Xence, gave you the right words! _al-makla fesdet/khasret/khamjet الماكلة فسدت/خسرت/خمجت_


----------



## hero04dz

الماكلة فاسدة / مارقة / عيانة / خامجة / ماشي مليحة / ...


----------



## makandés66

one more suggestion please let me know if this works, يا اصحابنا الجزائريين how about تسنّه I saw this in the hans weir and I think it has to do with the food passing its time...


----------



## makandés66

What about زنخ يزنَخ
talking about turning rancid. Is this used in Algeria?


----------



## Xence

hero04dz said:


> الماكلة فاسدة / مارقة / عيانة / خامجة / ماشي مليحة / ...



The words in red only refer to a bad quality of the food.




			
				makandés66 said:
			
		

> one more suggestion please let me know if this works, يا اصحابنا الجزائريين how about تسنّه I saw this in the hans weir and I think it has to do with the food passing its time...



As far as I know, this verb is rather Classical Arabic (see Quran 2:259). I have never heard it in Algeria.



			
				makandés66 said:
			
		

> What about زنخ يزنَخ
> talking about turning rancid. Is this used in Algeria?



I don't think so. In my area we use the verb *خمل *. Other words may be used in other areas, but I would be surprised to see *زنخ *among them.


----------



## ajamiyya عجمية

Xence said:


> I don't think so. In my area we use the verb *خمل *.



Hello there.  That's interesting.  I know this root, with a shadda on the mim, as a word for cleaning/straightening up.  For instance, you might say,"محال باش نخرج قبل ما  نخمل ألكوزينا"


----------



## Xence

Hi ajamiyya,

That's also interesting. Would you mind to tell about the area where this is used.
In my area, *خمّل *with a shadda means to collect stuff, for example رايح نخمّل قشّي/حوايجي.


----------



## ajamiyya عجمية

Hello Xence et al,

My apologies for the delay.  

Generally, I have heard this word used for "cleaning-up" by people from Casablanca and Rabat who are originally Riyyafa from the Hoceima area.  Specifically, I remember hearing it used by an elderly lady who considered herself an original inhabitant of Casa, which, as we all know --while an old city-- has but recently developed into a major city.  I couldn't tell you if the use is pervasive throughout Morocco. 
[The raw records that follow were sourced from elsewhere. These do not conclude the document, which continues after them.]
/// `StateChangeListener` listens on the circuit breaker state change event
pub trait StateChangeListener: Sync + Send {
    /// on_transform_to_closed is triggered when circuit breaker state transformed to Closed.
    fn on_transform_to_closed(&self, prev: State, rule: Arc<Rule>);

    /// `on_transform_to_open` is triggered when circuit breaker state transformed to Open.
    /// The "snapshot" indicates the triggered value when the transformation occurs.
    fn on_transform_to_open(&self, prev: State, rule: Arc<Rule>, snapshot: Option<Arc<Snapshot>>);

    /// `on_transform_to_half_open` is triggered when circuit breaker state transformed to HalfOpen.
    fn on_transform_to_half_open(&self, prev: State, rule: Arc<Rule>);
}

impl std::fmt::Debug for dyn StateChangeListener {
    fn fmt(&self, f: &mut std::fmt::Formatter<'_>) -> std::fmt::Result {
        write!(f, "StateChangeListener")
    }
}

/// The listeners shared by all breakers of one manager.
/// Breakers read the current list on every transition, so registering takes effect immediately.
pub type StateChangeListeners = Arc<ArcSwap<Vec<Arc<dyn StateChangeListener>>>>;

pub fn new_state_change_listeners() -> StateChangeListeners {
    Arc::new(ArcSwap::from_pointee(Vec::new()))
}

/// `CircuitBreakerTrait` is the basic trait of circuit breaker
pub trait CircuitBreakerTrait: Send + Sync {
    /// `breaker` returns the associated inner breaker.
    fn breaker(&self) -> &Arc<BreakerBase>;

    /// `stat` returns the associated statistic data structure.
    fn stat(&self) -> &Arc<CounterLeapArray>;

    /// `try_pass` acquires permission of an invocation only if it is available at the time of invocation.
    /// In Open state, the first call after the retry timeout becomes the probe and moves the breaker to HalfOpen,
    /// every other call is refused until the probe completes.
    fn try_pass(&self, ctx: &mut EntryContext) -> bool {
        match self.current_state() {
            State::Closed => true,
            State::Open => {
                self.breaker().retry_timeout_arrived() && self.breaker().from_open_to_half_open(ctx)
            }
            State::HalfOpen => false,
        }
    }

    #[inline]
    fn next_retry_timestamp_ms(&self) -> u64 {
        self.breaker().next_retry_timestamp_ms()
    }

    /// `bound_rule` returns the associated circuit breaking rule.
    #[inline]
    fn bound_rule(&self) -> &Arc<Rule> {
        self.breaker().bound_rule()
    }

    /// `current_state` returns current state of the circuit breaker.
    #[inline]
    fn current_state(&self) -> State {
        self.breaker().current_state()
    }

    /// the value which made the breaker open last time
    #[inline]
    fn trip_snapshot(&self) -> f64 {
        self.breaker().trip_snapshot()
    }

    /// `on_request_complete` record a completed request with the given response time as well as error (if present),
    /// and handle state transformation of the circuit breaker.
    /// `on_request_complete` is called only when a passed invocation finished.
    fn on_request_complete(&self, rt: u64, error: &Option<Error>);

    /// zeroes the bucket of the current time slice
    fn reset_metric(&self) {
        self.stat().current_bucket().value().reset()
    }
}

/// BreakerBase encompasses the common fields of circuit breaker.
#[derive(Debug)]
pub struct BreakerBase {
    rule: Arc<Rule>,
    /// retry_timeout_ms represents recovery timeout (in milliseconds) before the circuit breaker opens.
    retry_timeout_ms: u32,
    /// next_retry_timestamp_ms is the time circuit breaker could probe
    next_retry_timestamp_ms: AtomicU64,
    /// `State` as u8, transitions are compare-and-set
    state: AtomicU8,
    /// f64 bits of the value that tripped the breaker
    snapshot: AtomicU64,
    listeners: StateChangeListeners,
}
use super::sentinel;
use sentinel_guard::{
    base::{BlockType, TrafficType},
    config::ConfigEntity,
    system::{MetricType, Rule},
    system_metric::SystemMetricSource,
    utils::sleep_for_ms,
    Result, Sentinel,
};
use std::sync::Arc;

fn rule(metric_type: MetricType, threshold: f64) -> Arc<Rule> {
    Arc::new(Rule {
        metric_type,
        threshold,
        ..Default::default()
    })
}

struct OverloadedMachine;

impl SystemMetricSource for OverloadedMachine {
    fn load_average(&self) -> Result<f64> {
        Ok(10.0)
    }

    fn cpu_usage(&self) -> Result<f64> {
        Ok(0.3)
    }
}

#[test]
fn qps_checked_before_thread() {
    let sentinel = sentinel();
    sentinel
        .system_rule_manager()
        .load_rules(vec![
            rule(MetricType::Concurrency, 0.0),
            rule(MetricType::InboundQps, 1.0),
        ])
        .unwrap();

    let inbound = |sentinel: &Sentinel| {
        sentinel
            .entry("qps_before_thread")
            .with_traffic_type(TrafficType::Inbound)
            .build()
    };
    let held = inbound(&sentinel).unwrap();
    // both dimensions are violated now, qps is reported
    let block_err = inbound(&sentinel).unwrap_err();
    assert_eq!(
        block_err.block_type(),
        BlockType::SystemFlow(MetricType::InboundQps)
    );
    assert_eq!(block_err.cause(), "system:qps");
    assert!(block_err.triggered_rule().is_some());
    held.exit();

    let inbound_item = sentinel.inbound_metrics();
    assert_eq!(inbound_item.pass_total, 1);
    assert_eq!(inbound_item.block_total, 1);
}

#[test]
fn outbound_calls_unchecked() {
    let sentinel = sentinel();
    sentinel
        .system_rule_manager()
        .load_rules(vec![rule(MetricType::InboundQps, 0.0)])
        .unwrap();
    sentinel
        .entry("outbound_unchecked")
        .with_traffic_type(TrafficType::Outbound)
        .build()
        .unwrap()
        .exit();
    assert_eq!(sentinel.inbound_metrics().pass_total, 0);
}

#[test]
fn thread_limit() {
    let sentinel = sentinel();
    sentinel
        .system_rule_manager()
        .load_rules(vec![rule(MetricType::Concurrency, 0.0)])
        .unwrap();

    let held = sentinel
        .entry("thread_limit")
        .with_traffic_type(TrafficType::Inbound)
        .build()
        .unwrap();
    let block_err = sentinel
        .entry("thread_limit")
        .with_traffic_type(TrafficType::Inbound)
        .build()
        .unwrap_err();
    assert_eq!(block_err.cause(), "system:thread");
    assert_eq!(block_err.triggered_value_as::<f64>(), Some(&1.0));
    held.exit();
}

#[test]
fn load_with_bbr() {
    let mut entity = ConfigEntity::new();
    entity.config.use_cache_time = false;
    entity.config.stat.system.system_interval_ms = 10;
    let sentinel = Sentinel::new(entity)
        .unwrap()
        .with_metric_source(Arc::new(OverloadedMachine));
    sentinel.start().unwrap();
    sentinel
        .system_rule_manager()
        .load_rules(vec![rule(MetricType::Load, 1.0)])
        .unwrap();
    sleep_for_ms(50);
    assert_eq!(sentinel.system_status().current_load(), 10.0);

    let inbound = |sentinel: &Sentinel| {
        sentinel
            .entry("load_with_bbr")
            .with_traffic_type(TrafficType::Inbound)
            .build()
    };
    // no completed call yet, the estimated capacity stays at a single call
    let first = inbound(&sentinel).unwrap();
    let second = inbound(&sentinel).unwrap();
    let block_err = inbound(&sentinel).unwrap_err();
    assert_eq!(block_err.cause(), "system:load");
    assert_eq!(block_err.triggered_value_as::<f64>(), Some(&10.0));

    first.exit();
    second.exit();
    sentinel.shutdown();
}

#[test]
fn invalid_rules_rejected() {
    let sentinel = sentinel();
    sentinel
        .system_rule_manager()
        .load_rules(vec![rule(MetricType::AvgRt, 100.0)])
        .unwrap();
    assert!(sentinel
        .system_rule_manager()
        .load_rules(vec![rule(MetricType::CpuUsage, 2.0)])
        .is_err());
    let thresholds = sentinel.system_thresholds();
    assert_eq!(thresholds.threshold(MetricType::AvgRt), Some(100.0));
    assert_eq!(thresholds.threshold(MetricType::CpuUsage), None);
}
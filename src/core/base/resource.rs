//! Resource/Traffic Wrappers
use serde::{Deserialize, Serialize};
use std::fmt;
use std::hash::{Hash, Hasher};

/// ResourceType represents the classification of the resources
#[derive(Debug, Copy, Clone, PartialEq, Eq, Serialize, Deserialize)]
#[repr(u8)]
pub enum ResourceType {
    Common = 0,
    Web,
    Rpc,
    ApiGateway,
    DbSql,
    Cache,
    MQ,
}

impl Default for ResourceType {
    fn default() -> ResourceType {
        ResourceType::Common
    }
}

impl From<u8> for ResourceType {
    fn from(num: u8) -> ResourceType {
        match num {
            1 => ResourceType::Web,
            2 => ResourceType::Rpc,
            3 => ResourceType::ApiGateway,
            4 => ResourceType::DbSql,
            5 => ResourceType::Cache,
            6 => ResourceType::MQ,
            _ => ResourceType::Common,
        }
    }
}

/// TrafficType describes the traffic type: Inbound or Outbound
#[derive(Debug, Copy, Clone, PartialEq, Eq, Hash, Serialize, Deserialize)]
pub enum TrafficType {
    Outbound,
    Inbound,
}

impl Default for TrafficType {
    fn default() -> TrafficType {
        TrafficType::Outbound
    }
}

/// ResourceWrapper identifies the protected resource of an invocation.
/// Two wrappers are the same resource when both the name and the traffic type match,
/// the resource type is only a classification tag.
#[derive(Debug, Clone, Default)]
pub struct ResourceWrapper {
    /// global unique resource name
    name: String,
    resource_type: ResourceType,
    /// Inbound or Outbound
    traffic_type: TrafficType,
}

impl PartialEq for ResourceWrapper {
    fn eq(&self, other: &Self) -> bool {
        self.name == other.name && self.traffic_type == other.traffic_type
    }
}

impl Eq for ResourceWrapper {}

impl Hash for ResourceWrapper {
    fn hash<H: Hasher>(&self, state: &mut H) {
        self.name.hash(state);
        self.traffic_type.hash(state);
    }
}

impl fmt::Display for ResourceWrapper {
    fn fmt(&self, f: &mut fmt::Formatter<'_>) -> fmt::Result {
        write!(
            f,
            "ResourceWrapper{{name={}, traffic_type={:?}, resource_type={:?}}}",
            self.name, self.traffic_type, self.resource_type
        )
    }
}

impl ResourceWrapper {
    pub fn new(name: String, resource_type: ResourceType, traffic_type: TrafficType) -> Self {
        ResourceWrapper {
            name,
            resource_type,
            traffic_type,
        }
    }

    pub fn name(&self) -> &String {
        &self.name
    }

    pub fn resource_type(&self) -> &ResourceType {
        &self.resource_type
    }

    pub fn traffic_type(&self) -> &TrafficType {
        &self.traffic_type
    }

    pub fn is_inbound(&self) -> bool {
        self.traffic_type == TrafficType::Inbound
    }
}
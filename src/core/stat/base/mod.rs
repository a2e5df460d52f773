//! The sliding window engine: a generic ring of time buckets (`LeapArray`)
//! and its specializations for resource statistics.

mod bucket_leap_array;
mod leap_array;
mod metric_bucket;
mod sliding_window_metric;

pub use bucket_leap_array::*;
pub use leap_array::*;
pub use metric_bucket::*;
pub use sliding_window_metric::*;

use std::fmt;

/// Payload of a bucket.
/// Writes go through shared references, so implementations rely on atomics.
pub trait MetricTrait: fmt::Debug + Default + Send + Sync {
    /// zeroes the payload in place when its bucket is reused for a new time slice
    fn reset(&self);
}
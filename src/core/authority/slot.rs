use crate::base::{BaseSlot, BlockType, EntryContext, Slot, TokenResult};
use arc_swap::ArcSwapOption;
use std::sync::Arc;

pub const AUTHORITY_SLOT_ORDER: u32 = 3000;

/// AuthorityChecker decides whether the caller `origin` may access `resource`.
pub trait AuthorityChecker: Send + Sync {
    fn check(&self, resource: &str, origin: &str) -> bool;
}

impl<F> AuthorityChecker for F
where
    F: Fn(&str, &str) -> bool + Send + Sync,
{
    fn check(&self, resource: &str, origin: &str) -> bool {
        self(resource, origin)
    }
}

/// AuthoritySlot blocks the calls refused by the checker.
/// Calls without an origin, and all calls while no checker is set, are admitted.
#[derive(Default)]
pub struct AuthoritySlot {
    checker: ArcSwapOption<Box<dyn AuthorityChecker>>,
}

impl AuthoritySlot {
    pub fn new() -> Self {
        Self::default()
    }

    pub fn with_checker(checker: Box<dyn AuthorityChecker>) -> Self {
        let slot = Self::default();
        slot.set_checker(Some(checker));
        slot
    }

    /// Replaces the checker, `None` admits every call.
    pub fn set_checker(&self, checker: Option<Box<dyn AuthorityChecker>>) {
        self.checker.store(checker.map(Arc::new));
    }

    pub fn has_checker(&self) -> bool {
        self.checker.load().is_some()
    }
}

impl BaseSlot for AuthoritySlot {
    fn order(&self) -> u32 {
        AUTHORITY_SLOT_ORDER
    }
}

impl Slot for AuthoritySlot {
    fn entry(&self, ctx: &mut EntryContext) -> TokenResult {
        let origin = match ctx.input().origin() {
            Some(origin) => origin,
            None => return TokenResult::new_pass(),
        };
        let checker = self.checker.load();
        match checker.as_deref() {
            Some(checker) if !checker.check(ctx.resource().name(), origin) => {
                TokenResult::new_blocked_with_msg(
                    BlockType::Authority,
                    ctx.resource().name().clone(),
                    format!("origin {} is not allowed", origin),
                )
            }
            _ => TokenResult::new_pass(),
        }
    }
}
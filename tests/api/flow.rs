use super::sentinel;
use sentinel_guard::{
    base::{BlockType, TrafficType},
    flow,
    utils::sleep_for_ms,
};
use std::sync::{
    atomic::{AtomicU64, Ordering},
    Arc,
};

#[test]
fn direct_reject() {
    let sentinel = sentinel();
    assert!(sentinel.flow_rule_manager().load_rules(vec![Arc::new(flow::Rule {
        resource: "direct_reject".into(),
        threshold: 10.0,
        ..Default::default()
    })]));

    let mut passed = 0;
    for _ in 0..20 {
        match sentinel
            .entry("direct_reject")
            .with_traffic_type(TrafficType::Inbound)
            .build()
        {
            Ok(entry) => {
                passed += 1;
                entry.exit()
            }
            Err(block_err) => {
                assert_eq!(block_err.block_type(), BlockType::Flow);
                assert_eq!(block_err.cause(), "flow");
            }
        }
    }
    assert_eq!(passed, 10);

    let metrics = sentinel.resource_metrics("direct_reject");
    assert_eq!(metrics.len(), 1);
    assert_eq!(metrics[0].pass_total, 10);
    assert_eq!(metrics[0].block_total, 10);
}

#[test]
fn concurrency_limit() {
    let sentinel = sentinel();
    sentinel.flow_rule_manager().load_rules(vec![Arc::new(flow::Rule {
        resource: "concurrency_limit".into(),
        metric_type: flow::MetricType::Concurrency,
        threshold: 2.0,
        ..Default::default()
    })]);

    let first = sentinel.entry("concurrency_limit").build().unwrap();
    let second = sentinel.entry("concurrency_limit").build().unwrap();
    let block_err = sentinel.entry("concurrency_limit").build().unwrap_err();
    assert_eq!(block_err.triggered_value_as::<f64>(), Some(&2.0));

    first.exit();
    let third = sentinel.entry("concurrency_limit").build().unwrap();
    second.exit();
    third.exit();
    assert_eq!(sentinel.resource_metrics("concurrency_limit")[0].concurrency, 0);
}

#[test]
fn concurrent_callers() {
    let sentinel = Arc::new(sentinel());
    sentinel.flow_rule_manager().load_rules(vec![Arc::new(flow::Rule {
        resource: "concurrent_callers".into(),
        metric_type: flow::MetricType::Concurrency,
        threshold: 4.0,
        ..Default::default()
    })]);
    let passed = Arc::new(AtomicU64::new(0));
    let blocked = Arc::new(AtomicU64::new(0));

    let handlers: Vec<_> = (0..16)
        .map(|_| {
            let sentinel = Arc::clone(&sentinel);
            let passed = Arc::clone(&passed);
            let blocked = Arc::clone(&blocked);
            std::thread::spawn(move || {
                for _ in 0..20 {
                    match sentinel.entry("concurrent_callers").build() {
                        Ok(entry) => {
                            passed.fetch_add(1, Ordering::SeqCst);
                            sleep_for_ms(rand::random::<u64>() % 3);
                            entry.exit()
                        }
                        Err(_) => {
                            blocked.fetch_add(1, Ordering::SeqCst);
                        }
                    }
                }
            })
        })
        .collect();
    for h in handlers {
        h.join().unwrap();
    }

    let item = &sentinel.resource_metrics("concurrent_callers")[0];
    assert_eq!(item.pass_total, passed.load(Ordering::SeqCst));
    assert_eq!(item.block_total, blocked.load(Ordering::SeqCst));
    assert_eq!(item.pass_total + item.block_total, 16 * 20);
    assert_eq!(item.concurrency, 0);
}

#[test]
fn rules_from_yaml() {
    let sentinel = sentinel();
    let yaml = r#"
- resource: yaml_rules
  metric_type: Qps
  threshold: 1.0
"#;
    assert!(sentinel
        .flow_rule_manager()
        .load_rules_from_yaml(yaml)
        .unwrap());
    sentinel.entry("yaml_rules").build().unwrap().exit();
    assert!(sentinel.entry("yaml_rules").build().is_err());
}
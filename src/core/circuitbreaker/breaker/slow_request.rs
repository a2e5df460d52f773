use super::*;
use crate::Result;

/// SlowRtBreaker trips on the ratio of requests slower than `max_allowed_rt_ms`.
#[derive(Debug)]
pub struct SlowRtBreaker {
    breaker: Arc<BreakerBase>,
    max_allowed_rt: u64,
    max_slow_request_ratio: f64,
    min_request_amount: u64,
    // stat needs to be shared, so we take Arc
    stat: Arc<CounterLeapArray>,
}

impl SlowRtBreaker {
    pub fn new(rule: Arc<Rule>, listeners: StateChangeListeners) -> Result<Self> {
        let interval = rule.stat_interval_ms;
        let bucket_count = rule.get_rule_stat_sliding_window_bucket_count();
        let stat = CounterLeapArray::new(bucket_count, interval)?;
        Ok(Self::new_with_stat(rule, Arc::new(stat), listeners))
    }

    pub fn new_with_stat(
        rule: Arc<Rule>,
        stat: Arc<CounterLeapArray>,
        listeners: StateChangeListeners,
    ) -> Self {
        Self {
            max_allowed_rt: rule.max_allowed_rt_ms,
            max_slow_request_ratio: rule.threshold,
            min_request_amount: rule.min_request_amount,
            breaker: Arc::new(BreakerBase::new(rule, listeners)),
            stat,
        }
    }
}

impl CircuitBreakerTrait for SlowRtBreaker {
    fn breaker(&self) -> &Arc<BreakerBase> {
        &self.breaker
    }

    fn stat(&self) -> &Arc<CounterLeapArray> {
        &self.stat
    }

    fn on_request_complete(&self, rt: u64, _err: &Option<Error>) {
        let slow = rt > self.max_allowed_rt;
        self.stat.current_bucket().value().record(slow);

        match self.current_state() {
            State::Open => {}
            // the probe alone decides
            State::HalfOpen => {
                if slow {
                    self.breaker.from_half_open_to_open(1.0);
                } else if self.breaker.from_half_open_to_closed() {
                    self.reset_metric();
                }
            }
            State::Closed => {
                let (slow_count, total_count) = self.stat.sum();
                if total_count < self.min_request_amount {
                    return;
                }
                let ratio = slow_count as f64 / total_count as f64;
                if ratio_exceeded(ratio, self.max_slow_request_ratio) {
                    self.breaker.from_closed_to_open(ratio);
                }
            }
        }
    }
}
//! Fundamental types shared by the statistic structures, the rule managers and the slots.

mod block_error;
pub mod constant;
mod context;
mod entry;
mod metric_item;
mod resource;
mod result;
mod rule;
mod slot_chain;
mod stat;

pub use block_error::*;
pub use constant::*;
pub use context::*;
pub use entry::*;
pub use metric_item::*;
pub use resource::*;
pub use result::*;
pub use rule::*;
pub use slot_chain::*;
pub use stat::*;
It does seem that the two meanings are correlated in that, when you straighten things up, you are gathering them, in a manner of speaking.  It seems to me that جمع(ي) لقشاوش/لحوايج is the most common way I have heard people instruct others, as it were, to straighten-up/put away toys and clothes, but I may be wrong.  

Thank you.


----------



## ajamiyya عجمية

makandés66 said:


> Maybe Algerians use the word خايب like Moroccans do on some occasions for bad or rotten things.  I ask any native speakers if you could also use داز which means "passed"  دازت الماكلة



Hello.  This use of "food has passed" to mean "food is inedible" is not one with which I am familiar, in English.  Nevertheless, it seems to me that دازت الماكلة is a calque for a more literal meaning of the verb "to pass".  When I hear it, I imagine a tray of food floating through the air, passing somebody by.


----------



## makandés66

I have heard "pass" in the context that "the food is past its expiration date" or the "tomatoes are past their prime" which made me think that "the food has passed" was an expression used. True, if the context of expiration is clear, one could say it, but without it, it would never pass.


----------



## tounsi51

In Tunisia we use also *خمّل *and the same meaning as ajamiyya, for example, "n5amel ldar" (I am cleaning up the house)


----------



## Xence

ajamiyya,

Thanks for your response.
It seems there is much to say about خمّل, but I am afraid we are going off topic here.


----------